Where the crawdads sing, de Delia Owens.

Where the crawdads sing

L'ouvrage:
Barkley Cove, petit village de Caroline du Nord.
1952. Ce matin-là, Kya, six ans, entend la porte de la cabane où elle vit se fermer. Elle a le temps de voir partir sa mère. Elle se dit que celle-ci va faire des courses, et qu'il y aura peut-être un bon poulet au déjeuner.

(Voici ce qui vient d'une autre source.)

use anyhow::{Context, bail};
use clap::{Parser, Subcommand};
use cwa_weather_core::{
    Config, FileStore, Moment, SunTable, WeatherFetcher,
    location::{self, LocationInfo},
    source_from_config,
    store::{save_city, saved_city},
    sun::taipei_now,
};
use inquire::{Password, PasswordDisplayMode, Select, Text};
use std::path::PathBuf;

use crate::render;

/// Top-level CLI struct.
#[derive(Debug, Parser)]
#[command(name = "weather", version, about = "Taiwan weather dashboard backed by CWA open data")]
pub struct Cli {
    #[command(subcommand)]
    pub command: Command,
}

#[derive(Debug, Subcommand)]
pub enum Command {
    /// Configure the CWA API key and the sunrise/sunset dataset.
    Configure,

    /// Fetch once and print the weather card.
    Show {
        /// City to show instead of the saved one, e.g. "高雄市".
        #[arg(long)]
        city: Option<String>,
    },

    /// Interactive card with manual refresh and city picker.
    Dashboard,

    /// List supported cities.
    Cities,

    /// Change the saved city.
    Select {
        /// City name; omit to pick from a list.
        city: Option<String>,
    },
}

impl Cli {
    pub async fn run(self) -> anyhow::Result<()> {
        match self.command {
            Command::Configure => configure(),
            Command::Show { city } => show(city.as_deref()).await,
            Command::Dashboard => dashboard().await,
            Command::Cities => {
                for loc in location::all() {
                    println!("{}\tstation: {}", loc.city_name, loc.station_name);
                }
                Ok(())
            }
            Command::Select { city } => select(city),
        }
    }
}

fn configure() -> anyhow::Result<()> {
    let mut config = Config::load()?;

    let api_key = Password::new("CWA API key:")
        .with_display_mode(PasswordDisplayMode::Masked)
        .without_confirmation()
        .prompt()?;
    config.set_api_key(api_key.trim().to_string());

    let current = config
        .sun_table
        .as_ref()
        .map(|p| p.display().to_string())
        .unwrap_or_default();
    let sun_table = Text::new("Sunrise/sunset dataset (JSON path, empty to skip):")
        .with_initial_value(&current)
        .prompt()?;
    config.sun_table = match sun_table.trim() {
        "" => None,
        path => Some(PathBuf::from(path)),
    };

    config.save()?;
    println!("Saved configuration to {}", Config::config_file_path()?.display());
    Ok(())
}

async fn show(city: Option<&str>) -> anyhow::Result<()> {
    let config = Config::load()?;
    let source = source_from_config(&config)?;
    let store = Box::new(FileStore::open_default()?);

    let fetcher = match city {
        Some(name) => WeatherFetcher::new(source, store, location::resolve_or_default(name)),
        None => WeatherFetcher::restore(source, store)?,
    };

    fetcher
        .refresh()
        .await
        .with_context(|| format!("Failed to fetch weather for {}", fetcher.location().city_name))?;

    let sun = load_sun_table(&config);
    let moment = moment_for(&sun, fetcher.location());
    print!("{}", render::card(fetcher.location(), &fetcher.snapshot(), moment));
    Ok(())
}

async fn dashboard() -> anyhow::Result<()> {
    const REFRESH: &str = "Refresh";
    const CHANGE_CITY: &str = "Change city";
    const QUIT: &str = "Quit";

    let config = Config::load()?;
    let sun = load_sun_table(&config);
    let mut fetcher =
        WeatherFetcher::restore(source_from_config(&config)?, Box::new(FileStore::open_default()?))?;

    loop {
        if let Err(err) = fetcher.refresh().await {
            eprintln!("Refresh failed: {err}");
        }

        let moment = moment_for(&sun, fetcher.location());
        println!();
        print!("{}", render::card(fetcher.location(), &fetcher.snapshot(), moment));
        println!();

        let choice = Select::new("Action:", vec![REFRESH, CHANGE_CITY, QUIT]).prompt()?;
        match choice {
            REFRESH => continue,
            CHANGE_CITY => {
                let picked = pick_city(fetcher.location())?;
                fetcher.select_city(picked.city_name)?;
            }
            _ => return Ok(()),
        }
    }
}

fn select(city: Option<String>) -> anyhow::Result<()> {
    let mut store = FileStore::open_default()?;

    let picked = match city {
        Some(name) => match location::resolve(&name) {
            Some(loc) => loc,
            None => bail!(
                "Unknown city '{name}'.\n\
                 Hint: run `weather cities` to list supported cities."
            ),
        },
        None => pick_city(saved_city(&store)?)?,
    };

    save_city(&mut store, picked)?;
    println!("Selected {}", picked.city_name);
    Ok(())
}

fn pick_city(current: &LocationInfo) -> anyhow::Result<&'static LocationInfo> {
    let names: Vec<&str> = location::all().iter().map(|l| l.city_name).collect();
    let cursor = names.iter().position(|n| *n == current.city_name).unwrap_or(0);

    let name = Select::new("City:", names).with_starting_cursor(cursor).prompt()?;
    Ok(location::resolve_or_default(name))
}

fn load_sun_table(config: &Config) -> SunTable {
    let Some(path) = config.sun_table_path() else {
        return SunTable::default();
    };

    match SunTable::load(path) {
        Ok(table) => table,
        Err(err) => {
            tracing::warn!(error = %format!("{err:#}"), "sunrise/sunset data unavailable, assuming day");
            SunTable::default()
        }
    }
}

fn moment_for(sun: &SunTable, location: &LocationInfo) -> Moment {
    sun.moment(location.sun_county, taipei_now()).unwrap_or_default()
}
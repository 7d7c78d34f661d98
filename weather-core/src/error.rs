use reqwest::StatusCode;

/// Failure of one remote retrieval. Aborts the refresh it belongs to.
#[derive(Debug, thiserror::Error)]
pub enum RetrievalError {
    #[error("Failed to send request to CWA ({endpoint}): {source}")]
    Network {
        endpoint: &'static str,
        #[source]
        source: reqwest::Error,
    },

    #[error("CWA {endpoint} request failed with status {status}: {body}")]
    Status {
        endpoint: &'static str,
        status: StatusCode,
        body: String,
    },

    #[error("Failed to parse CWA {endpoint} JSON: {source}")]
    Parse {
        endpoint: &'static str,
        #[source]
        source: serde_json::Error,
    },

    #[error("CWA response contained no observation for station '{0}'")]
    MissingStation(String),

    #[error("CWA response contained no forecast for area '{0}'")]
    MissingArea(String),
}

#[cfg(test)]
mod tests {
    use super::*;

    #[test]
    fn missing_record_messages_name_the_key() {
        let err = RetrievalError::MissingStation("臺北".into());
        assert!(err.to_string().contains("station '臺北'"));

        let err = RetrievalError::MissingArea("臺北市".into());
        assert!(err.to_string().contains("area '臺北市'"));
    }

    #[test]
    fn status_message_includes_code() {
        let err = RetrievalError::Status {
            endpoint: "observation",
            status: StatusCode::UNAUTHORIZED,
            body: "bad key".into(),
        };
        let msg = err.to_string();
        assert!(msg.contains("401"));
        assert!(msg.contains("bad key"));
    }
}
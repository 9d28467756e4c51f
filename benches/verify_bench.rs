use criterion::{BenchmarkId, Criterion, Throughput, criterion_group, criterion_main};
use iris_verifysort::{MemoryIndex, MemorySegment, Selector, SortVerifier, VerifyOptions};

fn build_index(count: u64) -> MemoryIndex {
    let years: Vec<Option<i64>> = (0..count as i64).map(Some).collect();
    let titles: Vec<Option<String>> = (0..count).map(|i| Some(format!("title_{i:010}"))).collect();
    let prices: Vec<Vec<i64>> = (0..count as i64).map(|i| vec![i, i + 1, i + 2]).collect();

    let mut builder = MemorySegment::builder("seg_0", count)
        .numeric("year", years)
        .dictionary("title", titles.clone())
        .bytes("key", titles)
        .multi_numeric("price", prices);
    // Every tenth document deleted.
    for doc_id in (0..count).step_by(10) {
        builder = builder.delete(doc_id);
    }
    MemoryIndex::single(builder.build().unwrap())
}

fn bench_verify(c: &mut Criterion) {
    let mut group = c.benchmark_group("Sort Verification");
    group.sample_size(10);

    for count in [10_000u64, 100_000] {
        let index = build_index(count);
        group.throughput(Throughput::Elements(count));

        for field in ["year", "title", "key", "price"] {
            let verifier =
                SortVerifier::new(VerifyOptions::builder(field).selector(Selector::Max).build());
            group.bench_with_input(BenchmarkId::new(field, count), &index, |b, index| {
                b.iter(|| {
                    let outcome = verifier.verify(index);
                    assert!(outcome.is_pass());
                });
            });
        }
    }

    group.finish();
}

criterion_group!(benches, bench_verify);
criterion_main!(benches);
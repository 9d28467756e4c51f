//! # Iris VerifySort
//!
//! Checks that a single-segment index is sorted by one doc values field in
//! docID order.
//!
//! ## Features
//!
//! - Five column encodings behind one scan: numeric, dictionary,
//!   multi-numeric, multi-dictionary and opaque bytes
//! - Ascending or descending order, ties allowed
//! - Missing values may fail the run, sort first, or sort last
//! - Multi-valued documents reduced by a min or max selector
//! - Deleted documents are skipped
//! - Text and JSON reports
// Core modules
pub mod column;
mod error;
pub mod segment;
pub mod verify;

// Re-exports for the public API
pub use column::{ColumnEncoding, FieldInfo};
pub use error::{OrderViolation, Result, VerifyError};
pub use segment::memory::{MemoryIndex, MemorySegment};
pub use segment::{IndexReader, IndexSort, SegmentReader, SortField};
pub use verify::{
    MissingPolicy, OutputFormat, Report, Selector, SortOrder, SortVerifier, VerifyOptions,
    VerifyOutcome,
};

// Version information
pub const VERSION: &str = env!("CARGO_PKG_VERSION");
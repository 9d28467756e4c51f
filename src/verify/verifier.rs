//! The sequential scan.
//!
//! Live documents are visited once in increasing docID order. Each one is
//! compared with the most recent live document before it; dead documents
//! are skipped and never become the reference. The first violation ends
//! the scan.

use std::sync::Arc;
use std::sync::atomic::{AtomicBool, Ordering};

use serde::Serialize;

use crate::column::{ColumnEncoding, DictionaryColumn, MultiDictionaryColumn};
use crate::error::{OrderViolation, Result, VerifyError};
use crate::segment::{IndexReader, SegmentReader, SegmentSummary};
use crate::verify::VerifyOptions;
use crate::verify::cursor::{
    BytesCursor, DictionaryCursor, MultiDictionaryCursor, MultiNumericCursor, NumericCursor,
    SortCursor,
};
use crate::verify::policy::{missing_transition_allowed, order_holds};
use crate::verify::{MissingPolicy, Selector, SortOrder};

/// Statistics of a passing run.
#[derive(Debug, Clone, PartialEq, Eq, Serialize)]
pub struct Verification {
    pub field: String,
    pub encoding: ColumnEncoding,
    pub order: SortOrder,
    /// Selector applied, for multi-valued encodings only.
    pub selector: Option<Selector>,
    /// Number of distinct terms, for dictionary encodings only.
    pub dictionary_size: Option<u64>,
    /// Live documents visited.
    pub docs_checked: u64,
    /// Live documents that had a value.
    pub docs_with_value: u64,
}

impl Verification {
    fn with_dictionary_size(mut self, terms: u64) -> Self {
        self.dictionary_size = Some(terms);
        self
    }
}

/// Everything a single run produced.
#[derive(Debug)]
pub struct VerifyOutcome {
    pub options: VerifyOptions,
    /// Metadata of the verified segment, when the index had exactly one.
    pub segment: Option<SegmentSummary>,
    pub result: Result<Verification>,
}

impl VerifyOutcome {
    pub fn is_pass(&self) -> bool {
        self.result.is_ok()
    }

    /// Interrupted before a verdict was reached.
    pub fn is_incomplete(&self) -> bool {
        matches!(&self.result, Err(err) if err.is_incomplete())
    }

    /// Process exit status: 0 on pass, 2 when incomplete, 1 otherwise.
    pub fn exit_code(&self) -> u8 {
        if self.is_pass() {
            0
        } else if self.is_incomplete() {
            2
        } else {
            1
        }
    }
}

/// Verifies that a single-segment index is sorted by one column.
#[derive(Debug, Clone)]
pub struct SortVerifier {
    options: VerifyOptions,
    interrupt: Option<Arc<AtomicBool>>,
}

impl SortVerifier {
    pub fn new(options: VerifyOptions) -> Self {
        Self {
            options,
            interrupt: None,
        }
    }

    /// Stop the scan between documents once `flag` is set. The run then
    /// ends with [`VerifyError::Interrupted`].
    pub fn with_interrupt(mut self, flag: Arc<AtomicBool>) -> Self {
        self.interrupt = Some(flag);
        self
    }

    pub fn options(&self) -> &VerifyOptions {
        &self.options
    }

    /// Verify an index. The index must consist of exactly one segment.
    pub fn verify(&self, index: &dyn IndexReader) -> VerifyOutcome {
        let mut segment_summary = None;
        let result = single_segment(index).and_then(|segment| {
            segment_summary = Some(SegmentSummary::of(segment));
            self.verify_segment(segment)
        });

        match &result {
            Ok(verification) => log::info!(
                "index is sorted by {} {} ({} live docs checked)",
                verification.field,
                verification.order,
                verification.docs_checked
            ),
            Err(err) => log::warn!("sort verification failed: {err}"),
        }

        VerifyOutcome {
            options: self.options.clone(),
            segment: segment_summary,
            result,
        }
    }

    /// Verify one segment directly, skipping the segment count check.
    pub fn verify_segment(&self, segment: &dyn SegmentReader) -> Result<Verification> {
        let field = self.options.field.as_str();
        let info = segment
            .field_info(field)
            .ok_or_else(|| VerifyError::FieldNotFound {
                field: field.to_string(),
            })?;
        let encoding = info.encoding.ok_or_else(|| VerifyError::NoDocValues {
            field: field.to_string(),
        })?;

        log::debug!(
            "verifying {} column '{field}' of segment {} \
             ({} docs, order={}, missing={}, selector={})",
            encoding,
            segment.name(),
            segment.max_doc(),
            self.options.order,
            self.options.missing,
            self.options.selector
        );

        let selector = self.options.selector;
        let load_error = |source: VerifyError| VerifyError::AccessorLoad {
            field: field.to_string(),
            encoding,
            source: Box::new(source),
        };

        match encoding {
            ColumnEncoding::Numeric => {
                let column = segment.numeric_column(field).map_err(load_error)?;
                self.scan(segment, NumericCursor::new(column))
            }
            ColumnEncoding::Dictionary => {
                let column = segment.dictionary_column(field).map_err(load_error)?;
                let terms = column.value_count();
                self.scan(segment, DictionaryCursor::new(column))
                    .map(|v| v.with_dictionary_size(terms))
            }
            ColumnEncoding::MultiNumeric => {
                let column = segment.multi_numeric_column(field).map_err(load_error)?;
                self.scan(segment, MultiNumericCursor::new(column, selector))
            }
            ColumnEncoding::MultiDictionary => {
                let column = segment.multi_dictionary_column(field).map_err(load_error)?;
                let terms = column.value_count();
                self.scan(segment, MultiDictionaryCursor::new(column, selector))
                    .map(|v| v.with_dictionary_size(terms))
            }
            ColumnEncoding::Bytes => {
                let column = segment.bytes_column(field).map_err(load_error)?;
                self.scan(segment, BytesCursor::new(column))
            }
            ColumnEncoding::Vector => Err(VerifyError::UnsupportedEncoding {
                field: field.to_string(),
                encoding,
            }),
        }
    }

    fn scan<C: SortCursor>(
        &self,
        segment: &dyn SegmentReader,
        mut cursor: C,
    ) -> Result<Verification> {
        let state = (0..segment.max_doc())
            .filter(|&doc_id| {
                let live = segment.is_live(doc_id);
                if !live {
                    log::trace!("skipping deleted doc {doc_id}");
                }
                live
            })
            .try_fold(ScanState::new(), |state, doc_id| {
                self.step(&mut cursor, state, doc_id)
            })?;

        let encoding = cursor.encoding();
        Ok(Verification {
            field: self.options.field.clone(),
            encoding,
            order: self.options.order,
            selector: encoding.is_multi_valued().then_some(self.options.selector),
            dictionary_size: None,
            docs_checked: state.docs_checked,
            docs_with_value: state.docs_with_value,
        })
    }

    fn step<C: SortCursor>(
        &self,
        cursor: &mut C,
        state: ScanState<C::Value>,
        doc_id: u64,
    ) -> Result<ScanState<C::Value>> {
        if self.is_interrupted() {
            return Err(VerifyError::Interrupted { doc_id });
        }

        let field = &self.options.field;
        let has = cursor.position_at(doc_id);
        if !has && self.options.missing == MissingPolicy::Fail {
            return Err(VerifyError::MissingValue {
                field: field.clone(),
                doc_id,
            });
        }
        let value = has.then(|| cursor.current_value());

        if let Some(prev) = &state.prev {
            if !missing_transition_allowed(prev.value.is_some(), has, self.options.missing) {
                return Err(VerifyError::MissingOrderViolation {
                    field: field.clone(),
                    prev_doc_id: prev.doc_id,
                    doc_id,
                });
            }
            if let (Some(prev_value), Some(current_value)) = (&prev.value, &value) {
                if !order_holds(prev_value, current_value, self.options.order) {
                    return Err(VerifyError::OrderViolation(Box::new(OrderViolation {
                        field: field.clone(),
                        prev_doc_id: prev.doc_id,
                        doc_id,
                        prev_value: cursor.render(prev_value),
                        current_value: cursor.render(current_value),
                        detail: cursor.violation_detail(prev_value, current_value),
                    })));
                }
            }
        }

        Ok(ScanState {
            prev: Some(Previous { doc_id, value }),
            docs_checked: state.docs_checked + 1,
            docs_with_value: state.docs_with_value + u64::from(has),
        })
    }

    fn is_interrupted(&self) -> bool {
        self.interrupt
            .as_ref()
            .is_some_and(|flag| flag.load(Ordering::Relaxed))
    }
}

fn single_segment(index: &dyn IndexReader) -> Result<&dyn SegmentReader> {
    let found = index.segment_count();
    if found != 1 {
        return Err(VerifyError::SegmentCount { found });
    }
    index.segment(0).ok_or(VerifyError::SegmentCount { found: 0 })
}

/// The most recent live document.
struct Previous<V> {
    doc_id: u64,
    /// `None` when the document had no value.
    value: Option<V>,
}

/// Accumulator threaded through the scan.
struct ScanState<V> {
    prev: Option<Previous<V>>,
    docs_checked: u64,
    docs_with_value: u64,
}

impl<V> ScanState<V> {
    fn new() -> Self {
        Self {
            prev: None,
            docs_checked: 0,
            docs_with_value: 0,
        }
    }
}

Seulement, les heures passent, et sa mère ne revient pas.

1969. Le corps de Chase Andrews est retrouvé. Il est tombé d'une tour. Le shérif s'étonne qu'il n'y ait aucune empreinte de pas. Chase aurait-il été poussé par quelqu'un qui, ensuite, aurait couvert ses traces?

Critique:
Ce roman m'a beaucoup plu. Avec justesse, Delia Owens décrit la vie de Kya. Progressivement abandonnée par les siens, la fillette doit apprendre à se débrouiller seule. J'ai été surprise qu'elle fasse preuve d'une telle force de caractère, et qu'elle parvienne à tirer son épingle du jeu. Elle subit les préjugés des gens parce qu'elle vit seule dans une cabane au coeur d'un marécage. On imagine savoir ce qu'elle est sans avoir cherché à la connaître. Heureusement, certains font fi des préjugés, et la traitent normalement. Au long du roman, on la voit réagir aux joies et aux peines que lui présente la vie. Si j'ai désapprouvé certains de ses choix, je les comprenais. C'était facile pour moi de penser: «Non non, ne fais pas ça!», je n'étais pas à sa place. De toute façon, elle est très attachante, et stupéfie par son bon jugement, sa soif de connaissances, son appétit de vivre, et sa combativité.

Je n'ai pas éprouvé beaucoup de compassion pour le père de l'héroïne. Certes, il a connu des déboires, mais les faire payer à des innocents n'est pas excusable.
J'ai tout de suite éprouvé de l'antipathie pour Chase Andrews. On ne le voit jamais sous un très bon jour, et il est très facile de connaître ses réelles intentions.
J'ai beaucoup apprécié Jody et Tate, tout en déplorant leurs failles. Pourtant, ces failles, et surtout le fait qu'ils se les reprochent, les rendent humains.
Quant à la mère de Kya... je ne sais pas trop quoi en penser... Je comprends ce qui l'a poussée à agir comme elle l'a fait, mais je regrette qu'elle n'ait pas emmené ses enfants. Si elle l'avait fait, Kya n'aurait pas été livrée à elle-même. Oui, mais alors, elle ne serait peut-être pas devenue si intéressante, n'aurait peut-être pas acquis tant d'autonomie, de connaissances...

Afficher Attention, je dévoile des éléments clés.Masquer Attention, je dévoile des éléments clés.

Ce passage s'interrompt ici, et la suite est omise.